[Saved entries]
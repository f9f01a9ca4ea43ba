//! Enumeration of configurations
//!
//! Both enumerators move the pointers of the specification they borrow and
//! yield the configuration the tree is in after each move. A consumer that
//! needs the tree itself (to evaluate or estimate it) reads it through
//! [`FullEnumerator::specification`] between two calls to `next`.
//!
//! The full enumerator is an odometer over the *decisions* of the selected
//! path: the independent catalogs the path depends on, in the order it first
//! depends on them. To advance, the last decision that still has an
//! alternative left moves forward and every catalog that is not an earlier
//! decision goes back to its first alternative. Earlier decisions are
//! untouched, so the path up to the moved decision is unchanged and the
//! decisions after it are the ones reachable under the new choice.

use std::collections::HashSet;
use tracing::{debug, trace};

use super::Specification;
use crate::catalog::{CatalogId, Configuration};
use crate::config::SearchConfig;
use crate::error::{Result, SpecError};

#[derive(Debug, Clone, Copy, PartialEq, Eq)]
enum Progress {
    NotStarted,
    Running,
    Done,
}

/// Visits every configuration reachable from the root.
///
/// Created by [`Specification::iter_configurations`].
#[derive(Debug)]
pub struct FullEnumerator<'a> {
    spec: &'a mut Specification,
    independent: Vec<CatalogId>,
    progress: Progress,
    visited: usize,
}

impl<'a> FullEnumerator<'a> {
    fn new(spec: &'a mut Specification) -> Self {
        let independent = spec.discover_independent();
        Self {
            spec,
            independent,
            progress: Progress::NotStarted,
            visited: 0,
        }
    }

    /// The tree in the configuration last yielded
    pub fn specification(&self) -> &Specification {
        &*self.spec
    }

    /// Move to the next decision vector. Returns false when exhausted.
    fn advance(&mut self) -> bool {
        let order = self.spec.decision_order();
        for (position, &id) in order.iter().enumerate().rev() {
            let catalog = self.spec.node(id);
            let index = self.spec.index_of(id);
            if index + 1 >= catalog.size() {
                continue;
            }

            let keep = &order[..position];
            for &other in &self.independent {
                if other != id && !keep.contains(&other) {
                    self.spec.node_mut(other).reset();
                }
            }
            // Cannot fail: independent and in range
            if self.spec.node_mut(id).set_index(index + 1).is_err() {
                return false;
            }
            trace!(
                catalog = self.spec.node(id).name(),
                index = index + 1,
                "advanced decision"
            );
            return true;
        }
        false
    }
}

impl Iterator for FullEnumerator<'_> {
    type Item = Configuration;

    fn next(&mut self) -> Option<Configuration> {
        match self.progress {
            Progress::Done => return None,
            Progress::NotStarted => {
                self.spec.reset_expression_selection();
                self.progress = Progress::Running;
            }
            Progress::Running => {
                if !self.advance() {
                    self.progress = Progress::Done;
                    debug!(configurations = self.visited, "enumeration complete");
                    return None;
                }
            }
        }
        self.visited += 1;
        Some(self.spec.current_configuration())
    }
}

/// Applies a caller-supplied list of configurations, in order.
///
/// Created by [`Specification::select_configurations`]. Each item is the
/// result of [`Specification::configure_catalogs`] followed by a read of the
/// current configuration; nothing is sorted or deduplicated.
#[derive(Debug)]
pub struct SelectedEnumerator<'a> {
    spec: &'a mut Specification,
    targets: std::vec::IntoIter<Configuration>,
}

impl SelectedEnumerator<'_> {
    /// The tree in the configuration last yielded
    pub fn specification(&self) -> &Specification {
        &*self.spec
    }
}

impl Iterator for SelectedEnumerator<'_> {
    type Item = Result<Configuration>;

    fn next(&mut self) -> Option<Self::Item> {
        let target = self.targets.next()?;
        Some(
            self.spec
                .configure_catalogs(&target)
                .map(|_| self.spec.current_configuration()),
        )
    }

    fn size_hint(&self) -> (usize, Option<usize>) {
        self.targets.size_hint()
    }
}

impl ExactSizeIterator for SelectedEnumerator<'_> {}

impl Specification {
    /// Enumerate every reachable configuration, moving the pointers of this
    /// specification.
    ///
    /// The enumeration starts from the default selection, whatever the
    /// pointers were before.
    ///
    /// # Examples
    ///
    /// ```
    /// use choicespec_rs::catalog::NamedAlternative;
    /// use choicespec_rs::expression::Expression;
    /// use choicespec_rs::Specification;
    ///
    /// let mut spec = Specification::new();
    /// let cost = spec
    ///     .add_catalog(
    ///         "cost",
    ///         vec![
    ///             NamedAlternative::new("linear", Expression::variable("cost")),
    ///             NamedAlternative::new("log", Expression::parse("ln(cost)").unwrap()),
    ///         ],
    ///     )
    ///     .unwrap();
    /// spec.set_root(Expression::beta("b_cost", 0.0) * cost).unwrap();
    ///
    /// let mut labels = Vec::new();
    /// let mut configurations = spec.iter_configurations();
    /// while let Some(configuration) = configurations.next() {
    ///     let resolved = configurations.specification().resolved_expression().unwrap();
    ///     labels.push(format!("{} => {}", configuration, resolved));
    /// }
    /// assert_eq!(
    ///     labels,
    ///     vec![
    ///         "cost:linear => (b_cost(init=0) * cost)",
    ///         "cost:log => (b_cost(init=0) * ln(cost))",
    ///     ]
    /// );
    /// ```
    pub fn iter_configurations(&mut self) -> FullEnumerator<'_> {
        FullEnumerator::new(self)
    }

    /// Apply `configurations` one after the other, in the given order.
    pub fn select_configurations(
        &mut self,
        configurations: Vec<Configuration>,
    ) -> SelectedEnumerator<'_> {
        SelectedEnumerator {
            spec: self,
            targets: configurations.into_iter(),
        }
    }

    /// Distinct reachable configurations.
    ///
    /// Runs on a copy: the pointers of `self` do not move.
    pub fn set_of_configurations(&self) -> HashSet<Configuration> {
        let mut copy = self.clone();
        copy.iter_configurations().collect()
    }

    /// Number of distinct reachable configurations
    pub fn number_of_multiple_expressions(&self) -> usize {
        self.set_of_configurations().len()
    }

    /// Distinct reachable configurations in enumeration order, refusing to
    /// go beyond `config.maximum_number_catalog_expressions`.
    ///
    /// Runs on a copy: the pointers of `self` do not move.
    pub fn all_configurations(&self, config: &SearchConfig) -> Result<Vec<Configuration>> {
        let maximum = config.maximum_number_catalog_expressions;
        let mut copy = self.clone();
        let mut seen = HashSet::new();
        let mut ordered = Vec::new();
        for configuration in copy.iter_configurations() {
            if seen.insert(configuration.clone()) {
                if ordered.len() == maximum {
                    return Err(SpecError::TooManyConfigurations { maximum });
                }
                ordered.push(configuration);
            }
        }
        Ok(ordered)
    }
}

About this exercise – Look above and repeat, character for character, the lines from the first one to the line with "A consumer that", counting both.

Output below –
repository f9f01a9ca4ea43ba
//! Enumeration of configurations
//!
//! Both enumerators move the pointers of the specification they borrow and
//! yield the configuration the tree is in after each move. A consumer that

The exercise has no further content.